To give a personal example, my first book and most of my early paintings didn’t do so well. I “Dared Greatly” and “Followed my Passion” – and about 10 years later, I realized those things I’d been creating weren’t that interesting to other people.
So I decided to focus on using the skills I’d developed to help more people.
This week I started up two new businesses, hired people to build the websites, wrote all the content, and have big launches scheduled. I didn’t need any courage for this. I know there’s a market already, and I know my offer and branding is going to stand out and blow the competition out of the water. I feel energetic, excited, but not nervous or anxious at all.

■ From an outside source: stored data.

//! Driving port for client favorites.

use async_trait::async_trait;
use uuid::Uuid;

use crate::domain::{Actor, Error, Favorite, FavoriteEntry};

#[cfg_attr(test, mockall::automock)]
#[async_trait]
pub trait FavoriteService: Send + Sync {
    async fn add(&self, actor: &Actor, profile_id: &Uuid) -> Result<Favorite, Error>;

    async fn remove(&self, actor: &Actor, profile_id: &Uuid) -> Result<(), Error>;

    async fn list(&self, actor: &Actor) -> Result<Vec<FavoriteEntry>, Error>;
}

I’m just setting up a system. Next month it will all be run by someone else, and I’ll have boosted my income again. Where does guilt or shame or courage fit into to all this? I’ll refuse the claim that, since I’m not anxious, this isn’t really my passion or what I’m supposed to be doing with my life.
What’s my end goal? To live on a beach and read books all day and do absolutely nothing but read and write. That’s my passion. Can I get there by believing in it? Should I just move to the beach and hope things work out? NO. I needed to set up businesses and services that can run without me. Next year I’ll finish my PHD, but I won’t need to hunt for an academic teaching position. I don’t need to publish articles to boost my resume to keep my job.
Instead I’ll be traveling around the world, reading and writing books. I’ll be virtually retired, at 35. Did I get there by taking big risks and going out of my comfort zone? No – I learned how to use my skills and talents to help other people, built businesses, got better at it, charged more, and after working my butt off for a few years, am starting to feel like things are under control.
The Best Offer
Recently I watched The Best Offer starring Geoffrey Rush, Jim Sturgess, Sylvia Hoeks
They form a bizarre relationship. Previously he’s always kept himself separate, wearing gloves and afraid to touch people, dining alone. Through manipulation, he’s collected a priceless gallery of portraits, which he keeps tightly locked away in a private vault.
His whole life he’s been waiting for someone special; collecting paintings of women because real women frighten him.
He convinces Claire, the owner of the Villa, to come out from hiding. He teaches her to be vulnerable, and coaxes her out of her paranoia.
Except – the whole time he’s been part of a massive scam. As soon as he lets Claire into his own house and shows off his paintings, her partners move in and rob him blind.
He ends up in a mental institution, unable to deal with everything he’d lost.
Is he “better off” having loved than never to have loved at all?
Can he comfort himself by saying “Oh well, I Dared Greatly, which naturally leads to some vulnerability and pain, but it’s worth it (even if I lost millions and millions of dollars, my whole life’s work, and was made a fool of by some young kids).”
Follow your passion leads to failure and vulnerability
Personally, I don’t much care for failure and vulnerability. I’d rather make more money than lose what I have; I’d rather strengthen my relationships than have them all fall away; I’d rather my house didn’t fall down in an earthquake because I didn’t reinforce the foundations like I should have.
I’d rather prepare hard so that my speech or event was mind-numbingly amazing, not just “a good try.”
I’d rather spend time writing books that will be bestsellers, rather than taking a risk on a project I don’t know if anybody is going to like. Of course – after you write your bestsellers and make a ton of money and have time and freedom, then of course you can take more risks and try new things (but it’s less risky, because you’ve already built up a platform).
Don’t start out by taking stupid risks. Start out by being smart, making a name, doing everything better than anybody else in your field.
What are your thoughts? Did you read the book? Am I missing the point?